SABCS 2016: Radiotherapy May Increase Complications in Patients Receiving Breast Implants
Women who use their own body tissue for breast reconstruction, instead of saline or silicone implants, may be less like to experience complications after mastectomy.
By Srivani Ravoori, PhD
A study presented Thursday, Dec. 8, at the San Antonio Breast Cancer Symposium found that women who received breast implants filled with saline or silicone had more than double the odds of developing complications if they received radiotherapy than women with implants who did not receive radiotherapy. Women who received autologous breast reconstruction, in which a woman’s own body tissues are used to create a new breast after surgery, did not experience increased complications from radiotherapy.
Women diagnosed with early-stage breast cancer face challenging decisions that will impact their long-term
disease control and quality of life, says radiation oncologist and study lead author Reshma Jagsi of the University of Michigan. For women undergoing mastectomy, reliable information to guide the integration of post-mastectomy radiation therapy and breast reconstruction is particularly important, she adds.
“There is growing evidence supporting the benefits of post-mastectomy radiotherapy in appropriate patients, but many patients still must decide whether they feel that the benefits, given their particular circumstances, outweigh the risks,” Jagsi notes. “One of the risks of radiation therapy is that it may affect the options and outcomes for breast reconstruction, which many women who receive mastectomy desire.”
In the study, Jagsi and colleagues sought to investigate the outcomes from two different types of breast reconstruction, implant-based and autologous reconstruction, both with and without radiotherapy. Not all patients are candidates for both approaches, but many are, says Jagsi.

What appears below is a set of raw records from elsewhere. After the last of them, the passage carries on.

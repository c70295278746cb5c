use metrics_exporter_prometheus::PrometheusHandle;
use std::collections::BTreeMap;
use std::sync::atomic::AtomicBool;
use std::sync::{Arc, Mutex};

use pmo_dashboard::workflows::prioritization::{
    CriteriaCatalog, PageId, PageScope, PrioritizationRecord, ProfileDirectory, RecordId,
    RecordRepository, RepositoryError, ScoringEngine, UserProfile, UserRole,
};

#[derive(Clone)]
pub(crate) struct AppState {
    pub(crate) readiness: Arc<AtomicBool>,
    pub(crate) metrics: Arc<PrometheusHandle>,
}

/// The page identifier the deployed matrix lives under; page-admin grants
/// are checked against it.
pub(crate) fn matrix_page() -> PageId {
    PageId("prioritization-matrix".to_string())
}

pub(crate) fn scoring_engine() -> ScoringEngine {
    ScoringEngine::new(CriteriaCatalog::standard())
}

/// BTreeMap keyed on the sortable record id keeps `list` in creation order.
#[derive(Default, Clone)]
pub(crate) struct InMemoryRecordRepository {
    records: Arc<Mutex<BTreeMap<RecordId, PrioritizationRecord>>>,
}

impl RecordRepository for InMemoryRecordRepository {
    fn insert(
        &self,
        record: PrioritizationRecord,
    ) -> Result<PrioritizationRecord, RepositoryError> {
        let mut guard = self.records.lock().expect("repository mutex poisoned");
        if guard.contains_key(&record.id) {
            return Err(RepositoryError::Conflict);
        }
        guard.insert(record.id.clone(), record.clone());
        Ok(record)
    }

    fn update(&self, record: PrioritizationRecord) -> Result<(), RepositoryError> {
        let mut guard = self.records.lock().expect("repository mutex poisoned");
        if guard.contains_key(&record.id) {
            guard.insert(record.id.clone(), record);
            Ok(())
        } else {
            Err(RepositoryError::NotFound)
        }
    }

    fn fetch(&self, id: &RecordId) -> Result<Option<PrioritizationRecord>, RepositoryError> {
        let guard = self.records.lock().expect("repository mutex poisoned");
        Ok(guard.get(id).cloned())
    }

    fn delete(&self, id: &RecordId) -> Result<(), RepositoryError> {
        let mut guard = self.records.lock().expect("repository mutex poisoned");
        guard.remove(id).map(|_| ()).ok_or(RepositoryError::NotFound)
    }

    fn list(&self) -> Result<Vec<PrioritizationRecord>, RepositoryError> {
        let guard = self.records.lock().expect("repository mutex poisoned");
        Ok(guard.values().cloned().collect())
    }
}

/// Stand-in for the campus identity service until SSO integration lands.
#[derive(Clone)]
pub(crate) struct StaticProfileDirectory {
    profiles: Vec<UserProfile>,
}

impl Default for StaticProfileDirectory {
    fn default() -> Self {
        Self {
            profiles: vec![
                UserProfile {
                    identity: "dean".to_string(),
                    role: UserRole::Administrator,
                    allowed_pages: vec![PageScope::AllPages],
                },
                UserProfile {
                    identity: "pmo-officer".to_string(),
                    role: UserRole::PmoStaff,
                    allowed_pages: vec![PageScope::Page(matrix_page())],
                },
                UserProfile {
                    identity: "prof-ibrahim".to_string(),
                    role: UserRole::Faculty,
                    allowed_pages: vec![PageScope::Page(matrix_page())],
                },
                UserProfile {
                    identity: "amina".to_string(),
                    role: UserRole::Student,
                    allowed_pages: vec![PageScope::Page(matrix_page())],
                },
            ],
        }
    }
}

impl ProfileDirectory for StaticProfileDirectory {
    fn profile(&self, identity: &str) -> Option<UserProfile> {
        self.profiles
            .iter()
            .find(|profile| profile.identity == identity)
            .cloned()
    }
}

Breast Implant Vs. Autologous Breast Reconstruction
In a multicenter cohort study called the Mastectomy Reconstruction Outcomes Consortium
(MROC), the investigators collected medical data and patient-reported outcomes data from 553 patients who received radiotherapy and 1,461 patients did not. About 38 percent of the patients who received radiotherapy and 25 percent of those who did not receive radiotherapy had autologous breast reconstruction. The rest received implant reconstruction.

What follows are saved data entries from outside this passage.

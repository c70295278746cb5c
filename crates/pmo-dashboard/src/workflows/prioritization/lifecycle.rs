use chrono::Utc;

use super::domain::{PrioritizationRecord, RecordStatus, UserRole};

/// Rejected privileged action. The stored record is never touched on denial.
#[derive(Debug, Clone, PartialEq, Eq, thiserror::Error)]
pub enum AuthorizationError {
    #[error("Only authorized admins can approve records.")]
    ApproveDenied,
    #[error("Access denied. Admin privileges required.")]
    DeleteDenied { actor_role: UserRole },
}

/// Advance a Draft record to Published. Page admins only. Approving an
/// already-Published record is a no-op, not an error. There is no reverse
/// transition; unpublish does not exist.
pub fn approve(
    record: PrioritizationRecord,
    actor_is_page_admin: bool,
) -> Result<PrioritizationRecord, AuthorizationError> {
    if !actor_is_page_admin {
        return Err(AuthorizationError::ApproveDenied);
    }

    match record.record_status {
        RecordStatus::Published => Ok(record),
        RecordStatus::Draft => Ok(PrioritizationRecord {
            record_status: RecordStatus::Published,
            last_modified: Utc::now(),
            ..record
        }),
    }
}

/// Deletion is reserved for the most-privileged role.
pub fn authorize_delete(actor_role: UserRole) -> Result<(), AuthorizationError> {
    match actor_role {
        UserRole::Administrator => Ok(()),
        other => Err(AuthorizationError::DeleteDenied { actor_role: other }),
    }
}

The researchers assessed whether radiotherapy was associated with developing complications, such as hematoma and wound infection after breast reconstruction. They also measured patients’ satisfaction with the outcome, using a BREAST-Q
patient-reported outcome instrument, one and two years after reconstruction.

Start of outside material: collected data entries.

use crate::config::{AppEnvironment, TelemetryConfig};
use std::fmt;
use tracing_subscriber::filter::ParseError;
use tracing_subscriber::EnvFilter;

#[derive(Debug)]
pub enum TelemetryError {
    EnvFilter { value: String, source: ParseError },
    Subscriber(Box<dyn std::error::Error + Send + Sync>),
}

impl fmt::Display for TelemetryError {
    fn fmt(&self, f: &mut fmt::Formatter<'_>) -> fmt::Result {
        match self {
            TelemetryError::EnvFilter { value, .. } => {
                write!(
                    f,
                    "invalid log level/filter '{}': unable to build EnvFilter",
                    value
                )
            }
            TelemetryError::Subscriber(err) => write!(f, "telemetry error: {err}"),
        }
    }
}

impl std::error::Error for TelemetryError {
    fn source(&self) -> Option<&(dyn std::error::Error + 'static)> {
        match self {
            TelemetryError::EnvFilter { source, .. } => Some(source),
            TelemetryError::Subscriber(err) => Some(&**err),
        }
    }
}

pub fn init(
    environment: AppEnvironment,
    config: &TelemetryConfig,
) -> Result<(), TelemetryError> {
    let env_filter = match EnvFilter::try_from_default_env() {
        Ok(filter) => filter,
        Err(_) => {
            EnvFilter::try_new(&config.log_level).map_err(|source| TelemetryError::EnvFilter {
                value: config.log_level.clone(),
                source,
            })?
        }
    };

    // Local runs keep ANSI colors; anything deployed logs plain text.
    let ansi = matches!(environment, AppEnvironment::Development);

    tracing_subscriber::fmt()
        .with_env_filter(env_filter)
        .with_target(false)
        .compact()
        .with_ansi(ansi)
        .try_init()
        .map_err(TelemetryError::Subscriber)
}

After two years of follow-up, 34.1 percent of the patients treated with radiotherapy and 22.5 percent of those not treated with radiotherapy experienced reconstruction-related complications.
When the researchers took several variables into account, radiotherapy was associated with more than twice the odds of developing complications among women who received implants. That was not the case among those who received autologous reconstruction.
Based on BREAST-Q scores, patient-reported satisfaction was significantly lower in those who received radiation versus those who did not receive radiation among patients who received implants, but no such differences were found among patients who received autologous reconstruction.
“Although women must still weigh multiple factors, including the differences in operative time and rehabilitation required for different approaches, when selecting their preferred type of reconstruction, those who plan to receive post-mastectomy radiation therapy should be informed of the substantial and significant impact of radiotherapy observed in the current study among patients who received implant reconstruction,” Jagsi says.
“Conversely, those who plan to pursue autologous reconstruction and are debating whether or not to receive radiotherapy may derive some reassurance from the current study findings that outcomes among patients receiving autologous reconstruction did not appear substantially worse than those of unirradiated patients by two years,” she notes.
Breast Reconstruction: A Difficult Psychological Hurdle
Deciding on which reconstruction method to choose presents a challenge and is a difficult psychological hurdle for breast cancer patients, says Andrea Hutton, an author, speaker, breast cancer survivor and patient advocate who attended the presentation of the study.
While Hutton notes that data like these are useful for women making a decision, she feels the more common approach after mastectomy is to get immediate reconstruction with implants, given the challenges with autologous reconstruction. Hutton also wonders about the cosmetic outcomes of autologous reconstruction and how that might influence a patient’s choice.
“I’m not sure if this information is compelling enough for someone to opt for autologous reconstruction, but it is certainly encouraging for those who are not candidates for breast implants,” she notes.
Srivani Ravoori, PhD, is associate director of science communications at the American Association for Cancer Research in Philadelphia.